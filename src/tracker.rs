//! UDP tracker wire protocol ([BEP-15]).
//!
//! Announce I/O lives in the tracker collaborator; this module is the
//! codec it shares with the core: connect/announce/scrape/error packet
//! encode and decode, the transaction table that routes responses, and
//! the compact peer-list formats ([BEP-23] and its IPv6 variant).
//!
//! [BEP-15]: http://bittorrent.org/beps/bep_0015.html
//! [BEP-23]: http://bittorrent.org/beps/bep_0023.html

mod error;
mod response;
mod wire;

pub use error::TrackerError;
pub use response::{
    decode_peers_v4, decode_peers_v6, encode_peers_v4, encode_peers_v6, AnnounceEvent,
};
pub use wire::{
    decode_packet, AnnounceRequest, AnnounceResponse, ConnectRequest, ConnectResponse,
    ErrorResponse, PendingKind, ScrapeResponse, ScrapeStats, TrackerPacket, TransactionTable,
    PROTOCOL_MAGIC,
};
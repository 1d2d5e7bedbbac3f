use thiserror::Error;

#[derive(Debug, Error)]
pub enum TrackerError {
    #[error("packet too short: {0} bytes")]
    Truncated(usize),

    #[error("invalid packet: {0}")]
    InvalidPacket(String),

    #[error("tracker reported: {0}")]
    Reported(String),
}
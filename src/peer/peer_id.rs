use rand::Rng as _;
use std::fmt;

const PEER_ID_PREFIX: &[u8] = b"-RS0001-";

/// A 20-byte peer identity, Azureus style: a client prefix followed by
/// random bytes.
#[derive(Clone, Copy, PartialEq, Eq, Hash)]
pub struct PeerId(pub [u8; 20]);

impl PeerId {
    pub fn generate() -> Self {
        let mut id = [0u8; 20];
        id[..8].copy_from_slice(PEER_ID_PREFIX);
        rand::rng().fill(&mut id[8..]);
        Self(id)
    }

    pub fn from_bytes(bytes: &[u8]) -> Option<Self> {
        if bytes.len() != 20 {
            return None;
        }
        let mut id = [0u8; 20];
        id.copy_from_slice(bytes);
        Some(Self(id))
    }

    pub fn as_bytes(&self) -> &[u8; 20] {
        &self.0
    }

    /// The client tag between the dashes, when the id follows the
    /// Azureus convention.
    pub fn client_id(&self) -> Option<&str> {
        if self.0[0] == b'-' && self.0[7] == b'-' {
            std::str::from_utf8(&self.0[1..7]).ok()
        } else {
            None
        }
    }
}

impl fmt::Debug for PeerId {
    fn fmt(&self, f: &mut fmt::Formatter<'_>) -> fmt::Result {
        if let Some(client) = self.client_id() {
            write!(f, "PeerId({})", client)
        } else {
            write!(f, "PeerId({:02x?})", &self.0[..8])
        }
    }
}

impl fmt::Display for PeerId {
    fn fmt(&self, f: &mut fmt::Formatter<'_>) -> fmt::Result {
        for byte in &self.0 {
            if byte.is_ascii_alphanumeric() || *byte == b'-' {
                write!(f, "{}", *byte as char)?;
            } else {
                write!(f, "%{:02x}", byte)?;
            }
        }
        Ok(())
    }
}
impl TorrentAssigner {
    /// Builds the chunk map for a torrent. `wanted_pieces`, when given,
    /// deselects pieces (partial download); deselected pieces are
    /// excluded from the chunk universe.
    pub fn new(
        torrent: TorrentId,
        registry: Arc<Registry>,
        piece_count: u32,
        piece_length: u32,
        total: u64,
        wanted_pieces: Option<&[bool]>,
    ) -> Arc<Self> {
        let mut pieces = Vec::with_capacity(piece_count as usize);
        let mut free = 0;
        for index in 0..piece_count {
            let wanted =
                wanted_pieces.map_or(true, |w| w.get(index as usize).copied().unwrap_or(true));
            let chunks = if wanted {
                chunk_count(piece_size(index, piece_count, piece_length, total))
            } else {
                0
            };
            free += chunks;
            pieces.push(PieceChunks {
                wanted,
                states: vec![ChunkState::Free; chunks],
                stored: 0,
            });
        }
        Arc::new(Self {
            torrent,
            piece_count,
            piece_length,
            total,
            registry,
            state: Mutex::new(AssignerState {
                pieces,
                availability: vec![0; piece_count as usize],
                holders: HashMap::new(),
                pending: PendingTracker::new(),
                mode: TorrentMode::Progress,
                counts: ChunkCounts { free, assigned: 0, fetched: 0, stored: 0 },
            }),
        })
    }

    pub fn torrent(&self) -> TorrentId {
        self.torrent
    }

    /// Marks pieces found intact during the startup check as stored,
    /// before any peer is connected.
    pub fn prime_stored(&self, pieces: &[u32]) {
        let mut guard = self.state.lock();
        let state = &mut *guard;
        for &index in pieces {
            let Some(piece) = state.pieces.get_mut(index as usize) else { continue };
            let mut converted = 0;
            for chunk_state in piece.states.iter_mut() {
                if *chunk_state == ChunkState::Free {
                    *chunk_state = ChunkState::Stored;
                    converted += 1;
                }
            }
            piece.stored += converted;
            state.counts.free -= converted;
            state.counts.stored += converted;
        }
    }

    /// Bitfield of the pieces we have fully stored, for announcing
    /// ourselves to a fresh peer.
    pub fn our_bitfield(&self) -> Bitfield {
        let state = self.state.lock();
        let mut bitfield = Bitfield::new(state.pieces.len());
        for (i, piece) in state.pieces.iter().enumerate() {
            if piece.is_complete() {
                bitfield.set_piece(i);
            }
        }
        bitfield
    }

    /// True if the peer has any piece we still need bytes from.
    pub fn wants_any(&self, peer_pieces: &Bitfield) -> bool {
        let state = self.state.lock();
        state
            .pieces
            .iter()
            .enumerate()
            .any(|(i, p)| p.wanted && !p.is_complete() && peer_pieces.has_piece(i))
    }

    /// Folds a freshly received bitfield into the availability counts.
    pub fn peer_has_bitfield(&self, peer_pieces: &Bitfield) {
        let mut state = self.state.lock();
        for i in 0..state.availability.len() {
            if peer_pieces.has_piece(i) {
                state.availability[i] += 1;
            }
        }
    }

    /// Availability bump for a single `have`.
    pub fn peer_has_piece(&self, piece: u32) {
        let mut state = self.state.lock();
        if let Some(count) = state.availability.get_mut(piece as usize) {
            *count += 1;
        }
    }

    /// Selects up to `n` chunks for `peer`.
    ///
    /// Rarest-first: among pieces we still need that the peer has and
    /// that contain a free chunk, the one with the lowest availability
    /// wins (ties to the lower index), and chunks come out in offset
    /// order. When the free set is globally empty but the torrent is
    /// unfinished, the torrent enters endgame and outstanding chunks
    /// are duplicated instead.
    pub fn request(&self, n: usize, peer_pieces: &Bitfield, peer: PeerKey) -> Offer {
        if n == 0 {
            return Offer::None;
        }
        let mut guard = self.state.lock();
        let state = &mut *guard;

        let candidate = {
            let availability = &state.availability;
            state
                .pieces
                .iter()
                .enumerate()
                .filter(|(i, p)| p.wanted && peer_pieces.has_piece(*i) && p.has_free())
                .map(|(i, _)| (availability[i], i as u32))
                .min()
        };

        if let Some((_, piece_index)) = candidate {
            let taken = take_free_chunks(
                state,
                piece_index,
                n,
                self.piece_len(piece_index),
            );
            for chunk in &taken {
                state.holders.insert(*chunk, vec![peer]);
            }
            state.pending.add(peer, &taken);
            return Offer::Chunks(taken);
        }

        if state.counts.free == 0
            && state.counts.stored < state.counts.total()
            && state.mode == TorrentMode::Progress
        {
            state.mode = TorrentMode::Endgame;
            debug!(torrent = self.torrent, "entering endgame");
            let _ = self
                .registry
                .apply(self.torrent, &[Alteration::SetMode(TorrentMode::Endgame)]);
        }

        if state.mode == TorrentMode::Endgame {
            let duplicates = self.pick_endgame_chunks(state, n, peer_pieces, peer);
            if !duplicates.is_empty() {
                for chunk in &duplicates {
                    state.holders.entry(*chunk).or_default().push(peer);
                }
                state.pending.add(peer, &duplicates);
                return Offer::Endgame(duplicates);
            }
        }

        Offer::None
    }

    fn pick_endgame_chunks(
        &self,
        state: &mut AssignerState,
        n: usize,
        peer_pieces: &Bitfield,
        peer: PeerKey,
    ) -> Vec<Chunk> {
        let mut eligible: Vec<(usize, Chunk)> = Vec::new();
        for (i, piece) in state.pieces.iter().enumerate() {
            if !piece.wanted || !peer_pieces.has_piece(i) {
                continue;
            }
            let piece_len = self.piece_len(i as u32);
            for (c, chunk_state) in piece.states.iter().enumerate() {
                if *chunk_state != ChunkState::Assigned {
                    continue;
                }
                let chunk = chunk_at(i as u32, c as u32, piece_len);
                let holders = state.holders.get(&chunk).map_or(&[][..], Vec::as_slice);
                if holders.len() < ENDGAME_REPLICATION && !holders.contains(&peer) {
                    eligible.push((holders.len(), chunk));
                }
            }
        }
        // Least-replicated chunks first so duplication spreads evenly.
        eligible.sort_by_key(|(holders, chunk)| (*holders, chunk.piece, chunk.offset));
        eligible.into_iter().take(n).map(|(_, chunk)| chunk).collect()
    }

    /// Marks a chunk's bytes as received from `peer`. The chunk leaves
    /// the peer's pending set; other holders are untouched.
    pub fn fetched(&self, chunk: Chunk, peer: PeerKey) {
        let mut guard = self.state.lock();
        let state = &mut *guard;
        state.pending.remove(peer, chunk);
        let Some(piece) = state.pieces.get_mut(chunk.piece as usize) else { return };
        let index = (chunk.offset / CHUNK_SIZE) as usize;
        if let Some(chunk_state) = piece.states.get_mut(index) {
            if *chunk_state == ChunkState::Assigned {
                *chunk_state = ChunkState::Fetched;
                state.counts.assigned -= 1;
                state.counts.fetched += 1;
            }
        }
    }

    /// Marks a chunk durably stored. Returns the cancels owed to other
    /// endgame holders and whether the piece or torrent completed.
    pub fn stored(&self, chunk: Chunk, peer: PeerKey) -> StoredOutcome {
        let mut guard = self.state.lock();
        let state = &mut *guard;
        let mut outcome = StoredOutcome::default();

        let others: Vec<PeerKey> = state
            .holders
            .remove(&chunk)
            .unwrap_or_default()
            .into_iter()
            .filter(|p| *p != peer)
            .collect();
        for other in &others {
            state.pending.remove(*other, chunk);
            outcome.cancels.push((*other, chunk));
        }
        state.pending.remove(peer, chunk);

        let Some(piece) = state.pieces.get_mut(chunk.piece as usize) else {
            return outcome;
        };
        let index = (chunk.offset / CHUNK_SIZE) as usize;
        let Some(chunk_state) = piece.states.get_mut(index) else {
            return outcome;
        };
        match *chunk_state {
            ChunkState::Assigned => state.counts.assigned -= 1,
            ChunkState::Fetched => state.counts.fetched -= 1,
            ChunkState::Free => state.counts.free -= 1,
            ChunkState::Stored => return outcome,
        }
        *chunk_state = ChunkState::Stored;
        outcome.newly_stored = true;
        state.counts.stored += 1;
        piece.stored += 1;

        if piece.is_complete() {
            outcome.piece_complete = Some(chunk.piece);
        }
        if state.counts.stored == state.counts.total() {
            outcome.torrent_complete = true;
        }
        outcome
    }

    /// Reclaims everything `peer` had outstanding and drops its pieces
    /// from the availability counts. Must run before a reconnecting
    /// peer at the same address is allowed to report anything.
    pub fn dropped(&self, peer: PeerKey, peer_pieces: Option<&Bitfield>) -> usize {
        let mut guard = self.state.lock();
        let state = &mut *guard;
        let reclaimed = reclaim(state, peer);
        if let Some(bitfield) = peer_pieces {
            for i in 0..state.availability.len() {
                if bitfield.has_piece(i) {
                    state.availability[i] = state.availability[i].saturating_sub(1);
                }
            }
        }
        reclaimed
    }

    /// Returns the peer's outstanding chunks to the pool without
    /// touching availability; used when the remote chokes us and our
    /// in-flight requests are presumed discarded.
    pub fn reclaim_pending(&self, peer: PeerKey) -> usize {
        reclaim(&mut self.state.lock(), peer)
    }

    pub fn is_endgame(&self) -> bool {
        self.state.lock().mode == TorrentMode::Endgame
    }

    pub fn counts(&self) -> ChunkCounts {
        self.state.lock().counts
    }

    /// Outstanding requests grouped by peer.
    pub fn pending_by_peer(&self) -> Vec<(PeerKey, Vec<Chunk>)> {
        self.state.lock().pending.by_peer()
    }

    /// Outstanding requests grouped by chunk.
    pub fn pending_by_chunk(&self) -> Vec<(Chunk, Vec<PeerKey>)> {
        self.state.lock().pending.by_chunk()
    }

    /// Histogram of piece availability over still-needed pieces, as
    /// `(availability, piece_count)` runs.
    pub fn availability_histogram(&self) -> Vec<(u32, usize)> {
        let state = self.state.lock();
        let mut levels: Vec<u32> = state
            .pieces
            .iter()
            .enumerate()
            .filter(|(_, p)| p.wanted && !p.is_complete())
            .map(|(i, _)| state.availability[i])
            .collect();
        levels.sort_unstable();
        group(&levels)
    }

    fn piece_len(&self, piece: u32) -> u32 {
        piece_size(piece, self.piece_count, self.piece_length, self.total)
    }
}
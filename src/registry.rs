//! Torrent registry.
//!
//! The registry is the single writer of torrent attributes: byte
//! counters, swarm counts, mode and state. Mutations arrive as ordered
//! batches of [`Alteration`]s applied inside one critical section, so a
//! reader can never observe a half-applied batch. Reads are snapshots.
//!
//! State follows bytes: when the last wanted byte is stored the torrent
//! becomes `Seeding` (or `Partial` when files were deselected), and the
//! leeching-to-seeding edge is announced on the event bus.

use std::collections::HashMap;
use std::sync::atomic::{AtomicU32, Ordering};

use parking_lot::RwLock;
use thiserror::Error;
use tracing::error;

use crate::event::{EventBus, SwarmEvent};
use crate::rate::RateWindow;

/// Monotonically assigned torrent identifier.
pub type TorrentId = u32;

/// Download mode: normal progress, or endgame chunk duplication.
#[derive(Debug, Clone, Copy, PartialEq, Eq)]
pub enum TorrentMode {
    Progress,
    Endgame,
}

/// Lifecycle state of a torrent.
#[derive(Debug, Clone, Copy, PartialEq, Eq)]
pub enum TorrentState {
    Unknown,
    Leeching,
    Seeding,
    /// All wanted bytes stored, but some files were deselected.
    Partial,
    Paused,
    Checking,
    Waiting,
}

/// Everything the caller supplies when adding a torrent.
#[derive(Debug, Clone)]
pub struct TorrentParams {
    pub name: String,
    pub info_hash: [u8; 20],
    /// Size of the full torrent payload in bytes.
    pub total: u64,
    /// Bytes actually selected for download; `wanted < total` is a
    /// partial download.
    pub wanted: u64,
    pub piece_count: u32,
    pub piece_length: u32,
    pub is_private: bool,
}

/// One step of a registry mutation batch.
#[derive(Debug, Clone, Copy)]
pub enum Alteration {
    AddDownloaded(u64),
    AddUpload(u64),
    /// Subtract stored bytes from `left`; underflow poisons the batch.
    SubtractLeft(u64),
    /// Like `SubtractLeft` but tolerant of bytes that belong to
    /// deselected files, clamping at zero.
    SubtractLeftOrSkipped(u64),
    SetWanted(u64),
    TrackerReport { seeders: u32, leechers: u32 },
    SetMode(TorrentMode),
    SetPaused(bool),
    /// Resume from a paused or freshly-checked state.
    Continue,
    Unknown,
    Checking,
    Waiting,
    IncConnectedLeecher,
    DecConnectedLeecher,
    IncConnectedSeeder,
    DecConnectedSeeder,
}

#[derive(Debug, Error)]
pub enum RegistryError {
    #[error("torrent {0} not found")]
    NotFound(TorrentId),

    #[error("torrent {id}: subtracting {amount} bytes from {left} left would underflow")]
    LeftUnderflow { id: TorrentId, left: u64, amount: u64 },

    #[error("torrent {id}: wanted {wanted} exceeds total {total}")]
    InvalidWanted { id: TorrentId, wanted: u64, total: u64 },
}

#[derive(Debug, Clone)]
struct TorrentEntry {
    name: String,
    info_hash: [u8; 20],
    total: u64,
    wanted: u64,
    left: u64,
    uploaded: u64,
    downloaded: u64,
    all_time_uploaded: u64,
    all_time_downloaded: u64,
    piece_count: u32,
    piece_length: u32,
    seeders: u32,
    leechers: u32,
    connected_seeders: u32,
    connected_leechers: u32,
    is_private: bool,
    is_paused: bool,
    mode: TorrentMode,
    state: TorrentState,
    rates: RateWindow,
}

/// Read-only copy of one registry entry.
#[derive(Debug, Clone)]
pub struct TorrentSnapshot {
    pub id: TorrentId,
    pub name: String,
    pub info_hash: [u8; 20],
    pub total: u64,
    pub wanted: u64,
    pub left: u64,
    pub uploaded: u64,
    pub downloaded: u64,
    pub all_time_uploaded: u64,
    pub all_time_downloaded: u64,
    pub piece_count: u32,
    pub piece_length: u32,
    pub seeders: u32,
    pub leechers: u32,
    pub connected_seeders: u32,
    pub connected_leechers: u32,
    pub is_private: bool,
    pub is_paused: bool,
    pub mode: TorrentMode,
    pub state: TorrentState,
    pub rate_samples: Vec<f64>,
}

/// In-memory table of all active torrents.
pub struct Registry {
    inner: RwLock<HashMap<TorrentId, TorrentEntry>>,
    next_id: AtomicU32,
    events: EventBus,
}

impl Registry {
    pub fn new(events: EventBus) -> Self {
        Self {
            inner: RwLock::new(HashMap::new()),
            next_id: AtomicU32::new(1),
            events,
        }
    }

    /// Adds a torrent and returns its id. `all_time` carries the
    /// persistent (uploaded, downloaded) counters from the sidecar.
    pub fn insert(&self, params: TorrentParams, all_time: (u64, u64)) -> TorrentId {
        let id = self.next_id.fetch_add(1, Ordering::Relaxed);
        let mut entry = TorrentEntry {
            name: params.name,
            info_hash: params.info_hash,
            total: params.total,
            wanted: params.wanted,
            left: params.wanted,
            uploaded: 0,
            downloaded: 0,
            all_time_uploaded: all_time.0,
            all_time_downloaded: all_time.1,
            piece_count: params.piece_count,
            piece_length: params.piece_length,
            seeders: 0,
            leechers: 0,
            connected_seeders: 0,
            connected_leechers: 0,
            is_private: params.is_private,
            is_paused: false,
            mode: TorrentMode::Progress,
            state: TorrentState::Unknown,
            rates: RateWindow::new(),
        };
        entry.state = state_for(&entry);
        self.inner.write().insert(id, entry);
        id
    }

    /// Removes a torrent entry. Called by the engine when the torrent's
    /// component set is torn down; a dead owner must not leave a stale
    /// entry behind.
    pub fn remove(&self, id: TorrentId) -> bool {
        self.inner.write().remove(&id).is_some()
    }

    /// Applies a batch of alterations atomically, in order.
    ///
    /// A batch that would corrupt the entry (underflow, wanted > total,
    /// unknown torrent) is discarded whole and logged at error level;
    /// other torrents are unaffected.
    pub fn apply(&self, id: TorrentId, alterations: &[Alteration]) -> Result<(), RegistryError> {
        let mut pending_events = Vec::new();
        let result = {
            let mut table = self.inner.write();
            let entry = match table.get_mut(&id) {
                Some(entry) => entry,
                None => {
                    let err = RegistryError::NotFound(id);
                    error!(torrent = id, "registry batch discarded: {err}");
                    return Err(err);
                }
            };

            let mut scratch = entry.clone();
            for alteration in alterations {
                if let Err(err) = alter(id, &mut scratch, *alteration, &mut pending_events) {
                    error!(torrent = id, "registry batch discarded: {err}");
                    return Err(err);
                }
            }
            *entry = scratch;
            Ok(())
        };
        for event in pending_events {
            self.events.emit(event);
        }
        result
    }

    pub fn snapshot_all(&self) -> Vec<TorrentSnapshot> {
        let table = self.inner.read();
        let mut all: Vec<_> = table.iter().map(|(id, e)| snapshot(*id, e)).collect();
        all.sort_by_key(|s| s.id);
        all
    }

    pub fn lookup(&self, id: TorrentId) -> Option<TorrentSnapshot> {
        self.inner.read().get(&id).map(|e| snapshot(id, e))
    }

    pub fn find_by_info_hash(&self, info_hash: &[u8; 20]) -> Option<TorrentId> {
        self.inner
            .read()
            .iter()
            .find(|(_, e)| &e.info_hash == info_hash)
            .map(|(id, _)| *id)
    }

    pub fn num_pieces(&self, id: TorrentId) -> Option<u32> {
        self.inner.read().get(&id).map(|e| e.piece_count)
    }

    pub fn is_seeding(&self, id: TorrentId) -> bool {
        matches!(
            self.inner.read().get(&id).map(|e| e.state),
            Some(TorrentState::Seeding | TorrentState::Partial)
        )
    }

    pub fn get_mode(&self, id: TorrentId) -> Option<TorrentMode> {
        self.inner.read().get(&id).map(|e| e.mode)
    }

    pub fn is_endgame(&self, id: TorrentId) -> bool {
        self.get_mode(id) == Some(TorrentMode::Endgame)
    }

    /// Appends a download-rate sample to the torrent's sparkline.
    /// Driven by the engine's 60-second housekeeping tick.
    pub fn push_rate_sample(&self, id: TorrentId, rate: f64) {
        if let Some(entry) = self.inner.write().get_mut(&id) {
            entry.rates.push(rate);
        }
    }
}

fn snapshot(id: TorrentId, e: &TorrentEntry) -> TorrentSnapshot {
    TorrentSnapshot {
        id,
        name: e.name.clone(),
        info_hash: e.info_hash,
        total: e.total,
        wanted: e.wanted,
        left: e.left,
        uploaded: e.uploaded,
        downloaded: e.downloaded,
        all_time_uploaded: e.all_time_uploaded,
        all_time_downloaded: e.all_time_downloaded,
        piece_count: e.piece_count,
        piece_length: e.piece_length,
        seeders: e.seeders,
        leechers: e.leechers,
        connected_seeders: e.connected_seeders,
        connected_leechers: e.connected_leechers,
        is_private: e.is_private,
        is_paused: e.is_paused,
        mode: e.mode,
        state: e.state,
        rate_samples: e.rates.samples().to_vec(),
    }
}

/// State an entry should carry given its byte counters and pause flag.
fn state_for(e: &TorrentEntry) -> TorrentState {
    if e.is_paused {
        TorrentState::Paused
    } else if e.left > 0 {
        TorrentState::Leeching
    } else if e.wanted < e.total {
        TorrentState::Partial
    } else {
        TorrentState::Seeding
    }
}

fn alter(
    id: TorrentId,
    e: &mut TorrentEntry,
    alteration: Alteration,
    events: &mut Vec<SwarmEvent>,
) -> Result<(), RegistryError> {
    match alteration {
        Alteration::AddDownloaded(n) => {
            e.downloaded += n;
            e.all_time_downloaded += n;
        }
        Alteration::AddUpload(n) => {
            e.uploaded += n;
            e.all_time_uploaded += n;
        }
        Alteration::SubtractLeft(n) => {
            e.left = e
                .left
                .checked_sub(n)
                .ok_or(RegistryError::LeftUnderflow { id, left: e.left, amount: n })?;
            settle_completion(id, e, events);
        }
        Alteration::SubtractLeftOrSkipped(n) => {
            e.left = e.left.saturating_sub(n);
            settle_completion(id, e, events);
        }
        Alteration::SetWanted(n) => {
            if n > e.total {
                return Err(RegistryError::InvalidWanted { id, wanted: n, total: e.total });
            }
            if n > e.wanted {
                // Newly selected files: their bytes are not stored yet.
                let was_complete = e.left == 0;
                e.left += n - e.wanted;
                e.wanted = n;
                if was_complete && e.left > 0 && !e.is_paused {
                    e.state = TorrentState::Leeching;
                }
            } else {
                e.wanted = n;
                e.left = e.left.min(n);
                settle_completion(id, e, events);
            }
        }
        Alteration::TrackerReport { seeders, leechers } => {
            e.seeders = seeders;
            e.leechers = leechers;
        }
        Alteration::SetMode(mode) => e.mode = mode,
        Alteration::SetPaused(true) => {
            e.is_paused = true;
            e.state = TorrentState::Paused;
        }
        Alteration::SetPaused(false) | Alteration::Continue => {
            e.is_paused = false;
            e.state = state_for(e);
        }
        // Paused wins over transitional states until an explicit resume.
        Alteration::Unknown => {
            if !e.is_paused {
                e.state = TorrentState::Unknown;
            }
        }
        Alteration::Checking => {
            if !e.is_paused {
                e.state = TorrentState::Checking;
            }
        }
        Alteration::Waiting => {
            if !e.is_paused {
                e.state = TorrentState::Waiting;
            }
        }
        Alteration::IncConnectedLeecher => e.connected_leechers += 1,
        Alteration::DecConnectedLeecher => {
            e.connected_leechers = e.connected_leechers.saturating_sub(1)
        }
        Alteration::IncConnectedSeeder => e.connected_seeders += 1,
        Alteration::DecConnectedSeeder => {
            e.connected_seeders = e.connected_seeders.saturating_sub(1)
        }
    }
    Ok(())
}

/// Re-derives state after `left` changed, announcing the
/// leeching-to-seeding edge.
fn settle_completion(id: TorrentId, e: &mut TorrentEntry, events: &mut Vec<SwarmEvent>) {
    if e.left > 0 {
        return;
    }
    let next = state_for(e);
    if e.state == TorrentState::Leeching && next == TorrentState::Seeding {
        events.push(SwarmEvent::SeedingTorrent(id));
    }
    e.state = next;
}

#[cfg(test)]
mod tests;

Goal of the exercise:
All lines from the one containing "if e.state == TorrentState::Leeching" through the last line of the data, both included, are to be retyped exactly, and no other line belongs in the answer.

Reply:
    if e.state == TorrentState::Leeching && next == TorrentState::Seeding {
        events.push(SwarmEvent::SeedingTorrent(id));
    }
    e.state = next;
}

#[cfg(test)]
mod tests;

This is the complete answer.